Sometimes a situation controls your actions, and you become aware that you are being swept forward to action. I felt that way, and not as if I had a choice. I welcomed Emmanuel and Christine, and then asked Jane and Simon if they would like to live at NV too. Their faces told the story, but they quickly said yes and the room erupted in a giant cheer for them. Julie suggested more singing in their honor, they cut the cake, and we became 64 strong. A few staff ran upstairs to make two more beds while the older kids held hands with their new siblings and gave guided tours. The rest of us stood around in groups talking and shaking our heads at how it all turned out.
Doing the right thing, the just thing, was a downhill run in the end. Someone commented in my group that rules are made to be broken, and that had to be done here. We all wanted to look back on these days without regrets.
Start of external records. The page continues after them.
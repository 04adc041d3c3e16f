//! Discovery and auditing of Python virtual environments.
//!
//! This crate finds environments under a root directory, asks each
//! environment's own interpreter for its packages, runs `pip check`, and
//! flattens the results into a per-package and a per-environment table.

pub mod config;
pub mod error;
pub mod inspector;
pub mod locator;
pub mod process;
pub mod report;
pub mod sink;

pub use config::{AuditConfig, InterpreterLayout};
pub use error::{AuditError, InspectionError};
pub use inspector::{EnvironmentProbe, HealthCheckResult, Inspection, Inspector, LastAccess};
pub use locator::{EnvironmentLocator, EnvironmentRef};
pub use report::{Aggregator, AuditReport, EnvironmentRow, PackageRow};
pub use sink::{CsvSink, ReportSink};
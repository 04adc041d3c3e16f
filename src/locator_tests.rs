use super::*;
use std::fs;
use tempfile::TempDir;

fn make_env(root: &Path, rel: &str, layout: InterpreterLayout) -> PathBuf {
    let env = root.join(rel);
    let marker = env.join(layout.marker());
    fs::create_dir_all(marker.parent().unwrap()).unwrap();
    fs::write(&marker, "").unwrap();
    env
}

fn names(envs: &[EnvironmentRef]) -> Vec<String> {
    let mut names: Vec<String> = envs.iter().map(|e| e.name.clone()).collect();
    names.sort();
    names
}

#[test]
fn test_locate_finds_posix_envs() {
    let temp = TempDir::new().unwrap();
    make_env(temp.path(), "alpha", InterpreterLayout::Posix);
    make_env(temp.path(), "group/beta", InterpreterLayout::Posix);
    fs::create_dir_all(temp.path().join("not-an-env/bin")).unwrap();

    let envs = EnvironmentLocator::new(InterpreterLayout::Posix)
        .locate(temp.path())
        .unwrap();

    assert_eq!(names(&envs), vec!["alpha", "beta"]);
    let beta = envs.iter().find(|e| e.name == "beta").unwrap();
    assert_eq!(beta.root_path, temp.path().join("group/beta"));
    assert_eq!(beta.interpreter_path, temp.path().join("group/beta/bin/python"));
}

#[test]
fn test_locate_respects_layout() {
    let temp = TempDir::new().unwrap();
    make_env(temp.path(), "winenv", InterpreterLayout::Windows);
    make_env(temp.path(), "posixenv", InterpreterLayout::Posix);

    let windows = EnvironmentLocator::new(InterpreterLayout::Windows)
        .locate(temp.path())
        .unwrap();
    assert_eq!(names(&windows), vec!["winenv"]);
    assert!(windows[0].interpreter_path.ends_with("Scripts/python.exe"));

    let posix = EnvironmentLocator::new(InterpreterLayout::Posix)
        .locate(temp.path())
        .unwrap();
    assert_eq!(names(&posix), vec!["posixenv"]);
}

#[test]
fn test_locate_does_not_descend_into_envs() {
    let temp = TempDir::new().unwrap();
    let outer = make_env(temp.path(), "outer", InterpreterLayout::Posix);
    // Looks like an environment but lives inside one.
    make_env(&outer, "lib/python3.12/site-packages/nested", InterpreterLayout::Posix);

    let envs = EnvironmentLocator::new(InterpreterLayout::Posix)
        .locate(temp.path())
        .unwrap();

    assert_eq!(names(&envs), vec!["outer"]);
    for a in &envs {
        for b in &envs {
            if a != b {
                assert!(!b.root_path.starts_with(&a.root_path));
            }
        }
    }
}

#[test]
fn test_locate_root_is_itself_an_env() {
    let temp = TempDir::new().unwrap();
    let env = make_env(temp.path(), "solo", InterpreterLayout::Posix);

    let envs = EnvironmentLocator::new(InterpreterLayout::Posix)
        .locate(&env)
        .unwrap();

    assert_eq!(envs.len(), 1);
    assert_eq!(envs[0].name, "solo");
}

#[test]
fn test_locate_empty_tree_is_not_an_error() {
    let temp = TempDir::new().unwrap();
    fs::create_dir_all(temp.path().join("a/b/c")).unwrap();

    let envs = EnvironmentLocator::new(InterpreterLayout::Posix)
        .locate(temp.path())
        .unwrap();

    assert!(envs.is_empty());
}

#[test]
fn test_locate_invalid_root() {
    let temp = TempDir::new().unwrap();
    let missing = temp.path().join("missing");
    let err = EnvironmentLocator::new(InterpreterLayout::Posix)
        .locate(&missing)
        .unwrap_err();
    assert!(matches!(err, AuditError::InvalidRoot { .. }));

    let file = temp.path().join("file.txt");
    fs::write(&file, "x").unwrap();
    let err = EnvironmentLocator::new(InterpreterLayout::Posix)
        .locate(&file)
        .unwrap_err();
    assert!(matches!(err, AuditError::InvalidRoot { .. }));
}

#[test]
fn test_marker_must_be_a_file() {
    let temp = TempDir::new().unwrap();
    fs::create_dir_all(temp.path().join("odd/bin/python")).unwrap();

    let envs = EnvironmentLocator::new(InterpreterLayout::Posix)
        .locate(temp.path())
        .unwrap();

    assert!(envs.is_empty());
}

#[cfg(unix)]
#[test]
fn test_symlinked_env_deduplicated_when_following_links() {
    let temp = TempDir::new().unwrap();
    let real = make_env(temp.path(), "real", InterpreterLayout::Posix);
    std::os::unix::fs::symlink(&real, temp.path().join("alias")).unwrap();

    let skipped = EnvironmentLocator::new(InterpreterLayout::Posix)
        .locate(temp.path())
        .unwrap();
    assert_eq!(skipped.len(), 1);

    let followed = EnvironmentLocator::new(InterpreterLayout::Posix)
        .follow_links(true)
        .locate(temp.path())
        .unwrap();
    assert_eq!(followed.len(), 1);
}

#[cfg(unix)]
#[test]
fn test_link_into_found_env_is_not_reported_again() {
    let temp = TempDir::new().unwrap();
    let real = make_env(temp.path(), "real", InterpreterLayout::Posix);
    let inner = make_env(&real, "lib/inner", InterpreterLayout::Posix);
    std::os::unix::fs::symlink(&inner, temp.path().join("shortcut")).unwrap();

    let envs = EnvironmentLocator::new(InterpreterLayout::Posix)
        .follow_links(true)
        .locate(temp.path())
        .unwrap();

    assert_eq!(envs.len(), 1);
    let canonical: Vec<PathBuf> = envs
        .iter()
        .map(|e| e.root_path.canonicalize().unwrap())
        .collect();
    for a in &canonical {
        for b in &canonical {
            if a != b {
                assert!(!b.starts_with(a));
            }
        }
    }
}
Several house moms hugged Julie on her way out, thanking her for making this choice.
Today, my mind rushed back in time to my own childhood, to the Pacific shores of Okinawa, where my parents faced a similar decision in 1971, when I was only 5 and my sister Leslie was 6. Having decided to adopt a 4-year-old Korean boy named Yung Chul (Mark) from Seoul, South Korea, they were called by a Holt Orphanage representative on two separate occasions in the ensuing weeks. In each case, they were informed there had been a sibling of Mark’s found, first 3-year-old Jung Chul (David) and then a baby, Sun Hee. My parents prayed and decided to stretch, to raise three new children instead of one, to value keeping siblings together over less important concerns like money and disrupted plans. We ended up having a wonderful time, the five of us kids, growing up together in the piney woods of Tyler, Texas. I wouldn’t trade the riches of that childhood for anything now. My parents made the right call, the just call too.
So I stopped for a moment to treasure what Gene and Sheila Mendonsa taught me over 40 years back that had somehow become new the day before -when your heart and your house are big enough, there is always room for two more.